The Tigers and Bulldogs both enter Saturday’s showdown (the Tigers lead the series that started in 1894 50‑38‑5) with identical 6‑3 records. This is the result of McKinley having been stunned 9‑6 Saturday night at Fawcett Stadium by Central Catholic.
Jeff Mayle, a lineman who helped open gaping holes for Dixon and Stafford Saturday, didn’t know and seemed not to care what impact McKinley’s loss would have on the Bulldogs.
“I wouldn’t say we ever root for McKinley,” Mayle said. “I just want to help us beat them. The key will be for us to block their speed. Their nose guard, (Lamuel) Flowers, is really quick.”
Mayle didn’t know that Flowers, who made the Stark County coaches’ all‑county team last year as a junior, missed Saturday’s game because of a disciplinary suspension. Whether he will play this week is uncertain, although fans and coaches from Massillon are presuming Flowers will suit up.
Tiger senior Shawn Ashcraft was surprised by the McKinley score.
“I was hoping we’d both win so we’d both come into the game on a bubble, and we could burst theirs,” he said.
Bob Dunwiddie, Massillon’s senior defensive tackle/bull offense running back, figures the Bulldogs can worry about themselves.
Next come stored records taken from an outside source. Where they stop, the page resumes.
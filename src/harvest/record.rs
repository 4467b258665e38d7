//! Harvested record types

use chrono::{DateTime, Utc};
use serde::{Deserialize, Serialize};

/// Fields resolved from one item container on a results page
///
/// `name` and `url` are always present; the remaining fields are `None`
/// when no strategy produced a value. Absence is never replaced by a zero
/// or an empty string.
#[derive(Debug, Clone, PartialEq)]
pub struct Listing {
    pub name: String,
    /// Absolute product URL, also the storage identity key
    pub url: String,
    pub price: Option<String>,
    pub rating: Option<f64>,
    pub review_count: Option<u64>,
}

impl Listing {
    /// Stamps the listing with its category and observation time
    pub fn into_record(self, category: &str, observed_at: DateTime<Utc>) -> Record {
        Record {
            name: self.name,
            url: self.url,
            price: self.price,
            rating: self.rating,
            review_count: self.review_count,
            category: category.to_string(),
            observed_at,
        }
    }
}

/// A product record ready for storage
#[derive(Debug, Clone, PartialEq, Serialize, Deserialize)]
pub struct Record {
    pub name: String,
    pub url: String,
    pub price: Option<String>,
    pub rating: Option<f64>,
    pub review_count: Option<u64>,
    pub category: String,
    pub observed_at: DateTime<Utc>,
}
//! Shelf-Harvester: a resilient product-listing harvester
//!
//! This crate pulls structured product records out of paginated retail search
//! pages. Pages are rendered in a headless browser (optionally through a proxy),
//! fields are resolved through ordered fallback chains, and jobs are spread over
//! any number of workers through a shared queue.

pub mod config;
pub mod harvest;
pub mod monitoring;
pub mod output;
pub mod queue;
pub mod storage;
pub mod worker;

use thiserror::Error;

/// Main error type for harvesting operations
#[derive(Debug, Error)]
pub enum HarvestError {
    #[error("Configuration error: {0}")]
    Config(#[from] ConfigError),

    #[error("Fetch timed out for {url}")]
    FetchTimeout { url: String },

    #[error("Navigation failed for {url}: {message}")]
    FetchNavigation { url: String, message: String },

    #[error("No usable proxy endpoint available")]
    ProxyUnavailable,

    #[error("Page {page} yielded no records")]
    ExtractionEmpty { page: u32 },

    #[error("Harvest of category '{category}' found no records")]
    SessionFailed { category: String },

    #[error("Queue unavailable: {0}")]
    QueueUnavailable(#[from] queue::QueueError),

    #[error("Storage write failed: {0}")]
    StorageWrite(#[from] storage::StorageError),

    #[error("Invalid CSS selector '{selector}': {message}")]
    Selector { selector: String, message: String },

    #[error("Invalid job: {0}")]
    InvalidJob(String),

    #[error("Job task ended abnormally: {0}")]
    WorkerTask(String),

    #[error("Invalid session transition: {from} -> {to}")]
    InvalidTransition {
        from: harvest::SessionState,
        to: harvest::SessionState,
    },

    #[error("URL parse error: {0}")]
    UrlParse(#[from] ::url::ParseError),

    #[error("IO error: {0}")]
    Io(#[from] std::io::Error),
}

impl HarvestError {
    /// Stable label used for the `errors{type}` metric
    pub fn kind(&self) -> &'static str {
        match self {
            Self::Config(_) => "config",
            Self::FetchTimeout { .. } => "fetch_timeout",
            Self::FetchNavigation { .. } => "fetch_navigation",
            Self::ProxyUnavailable => "proxy_unavailable",
            Self::ExtractionEmpty { .. } => "extraction_empty",
            Self::SessionFailed { .. } => "session_failed",
            Self::QueueUnavailable(_) => "queue_unavailable",
            Self::StorageWrite(_) => "storage_write",
            Self::Selector { .. } => "selector",
            Self::InvalidJob(_) => "invalid_job",
            Self::WorkerTask(_) => "queue_worker_error",
            Self::InvalidTransition { .. } => "invalid_transition",
            Self::UrlParse(_) => "url_parse",
            Self::Io(_) => "io",
        }
    }
}

/// Configuration-specific errors
#[derive(Debug, Error)]
pub enum ConfigError {
    #[error("Failed to read config file: {0}")]
    Io(#[from] std::io::Error),

    #[error("Failed to parse TOML: {0}")]
    Parse(#[from] toml::de::Error),

    #[error("Validation error: {0}")]
    Validation(String),

    #[error("Invalid URL in config: {0}")]
    InvalidUrl(String),
}

/// Result type alias for harvesting operations
pub type Result<T> = std::result::Result<T, HarvestError>;

/// Result type alias for configuration operations
pub type ConfigResult<T> = std::result::Result<T, ConfigError>;

// Re-export commonly used types
pub use config::Config;
pub use harvest::{Extractor, HarvestContext, HarvestSession, Listing, Record};
pub use queue::{HarvestResult, HarvestStatus, Job, JobQueue};
pub use worker::Worker;

#[cfg(test)]
mod tests {
    use super::*;

    #[test]
    fn test_error_kind_labels() {
        let err = HarvestError::FetchTimeout {
            url: "https://example.com".to_string(),
        };
        assert_eq!(err.kind(), "fetch_timeout");
        assert_eq!(HarvestError::ProxyUnavailable.kind(), "proxy_unavailable");
    }
}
“I don’t think we could be any more ready after beating St. Joseph and killing these guys (Woodson),” he said.
The mood among the Massillon coaches was tense in the locker room after the Woodson game.
Everyone was laughing heartily the previous week, when the Tigers drilled Cleveland St. Joseph 33‑8. Now it was different. It was time to think about McKinley, which has defeated Massillon four straight times.
“There’s only one thought running through my mind,” Owens said. “There’s been only one thought running through my mind all week. I kept getting messed up in practice and I had to catch myself.”
The thought, of course, was beating McKinley.
“That thought has dominated since day one,” Owens said.
The 32‑year‑old, first‑year Massillon coach said he had hoped Woodson would give the Tigers a greater challenge in Game Nine.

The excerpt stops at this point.